La singularidad –pronosticada a partir de los avances en inteligencia artificial, nanotecnología y redes neuronales– les quita el sueño a muchos futurólogos, pues no saben muy bien si ubicarla en el casillero de lo “malo” o de lo “bueno”. Exactamente eso fue lo que discutieron los 600 investigadores que se dieron cita en el II Congreso sobre singularidad que tuvo lugar la semana pasada en San Francisco, Estados Unidos. Los más pesimistas proponen ser precavidos e ir preparándose. Como defiende Hawking, se presume que el panorama no será tan oscuro –tan Matrix– si se empieza ahora mismo a hacer ciertos retoques o a practicar upgrades en las personas. Ampliación de las capacidades mentales humanas (cerebros con más neuronas), interfases cerebro-computadora, incremento de memoria, transferencia directa de conocimientos al cerebro (en mayo de 2002 ocho ancianos de Florida fueron inyectados con una microscópica solución de silicona que permitía identificarlos como productos de supermercado)...
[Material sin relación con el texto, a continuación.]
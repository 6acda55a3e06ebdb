use std::{ops::RangeInclusive, time::Duration};

#[derive(Debug, Clone, Copy, PartialEq, PartialOrd)]
#[cfg_attr(feature = "serde", derive(serde::Serialize, serde::Deserialize))]
pub struct Sample {
    pub latitude: f64,
    pub longitude: f64,
    /// UNIX timestamp e.g. duration after [`std::time::UNIX_EPOCH`]
    pub timestamp: Duration,
}

impl Sample {
    pub const fn new(latitude: f64, longitude: f64, timestamp: Duration) -> Self {
        Self {
            latitude,
            longitude,
            timestamp,
        }
    }

    /// Time passed since `earlier`, zero if `earlier` is not actually earlier.
    pub fn elapsed_since(&self, earlier: &Sample) -> Duration {
        self.timestamp.saturating_sub(earlier.timestamp)
    }
}

#[derive(Debug, Clone, Copy, PartialEq, Eq, Hash)]
#[cfg_attr(feature = "serde", derive(serde::Serialize, serde::Deserialize))]
pub enum MovementState {
    Stationary,
    Moving,
}

/// Maximal run of [`MovementState::Stationary`] samples long enough to be reported.
#[derive(Debug, Clone, PartialEq)]
#[cfg_attr(feature = "serde", derive(serde::Serialize, serde::Deserialize))]
pub struct StationarySegment {
    pub start_index: usize,
    /// Inclusive
    pub end_index: usize,
    pub duration: Duration,
    /// Position of the first sample of the run
    pub anchor_latitude: f64,
    pub anchor_longitude: f64,
}

/// Index ranges of the three phases of a [`Trip`]. All ranges are inclusive.
#[derive(Debug, Clone, PartialEq, Eq)]
#[cfg_attr(feature = "serde", derive(serde::Serialize, serde::Deserialize))]
pub struct TripSegments {
    /// `None` when no long enough stop precedes the moving run
    pub start_stationary: Option<RangeInclusive<usize>>,
    pub moving: RangeInclusive<usize>,
    pub end_stationary: RangeInclusive<usize>,
}

/// One complete `stationary -> moving -> stationary` cycle.
#[derive(Debug, Clone, PartialEq, Eq)]
#[cfg_attr(feature = "serde", derive(serde::Serialize, serde::Deserialize))]
pub struct Trip {
    pub start: usize,
    /// Inclusive
    pub end: usize,
    pub segments: TripSegments,
}

impl Trip {
    pub fn indices(&self) -> RangeInclusive<usize> {
        self.start..=self.end
    }
}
“Nanorrobots inteligentes van a estar integrados a nuestro organismo, nuestro cerebro y medio ambiente, ayudándonos a superar la pobreza y la contaminación, aumentando la longevidad. Tendremos una realidad virtual de inmersión absoluta y que incorporará todos nuestros sentidos, algo así como la mezcla de lo que se vio en The Matrix con lo que se vio en Being John Malkovich. Y tendremos una inteligencia humana llevada al máximo de su capacidad. El resultado será una fusión íntima entre las especies creadoras de tecnología y el proceso de evolución tecnológica que crearon”, vuelca Kurzweil –que toma 250 pastillas al día para llegar con vida al año 2029– en su sitio www.kurzweilai.net (especie de faro en todo lo que toca a la singularidad).
El menú para la construcción del post-humano es amplio y orbita siempre en la idea de trascender el sustrato material –la biología– y mutar en una cosa nueva, quizás irreconocible desde este tiempo histórico, a la que difícilmente se la pueda llamar “ser humano” (en un documental del programa “Horizon” de la BBC se lo definió tajantemente como “humano v2.0”). Se dice pues que las décadas que vienen serán las de los híbridos, mezclas entre lo orgánico y lo no orgánico (silicio sobre todo).
“Puede ser que seamos la última generación de seres humanos”, asegura Billy Joy, el científico jefe de Microsystems en un artículo publicado en Wired titulado “Por qué el futuro no nos necesita”. De ahí en más no seremos seres humanos sino otra cosa.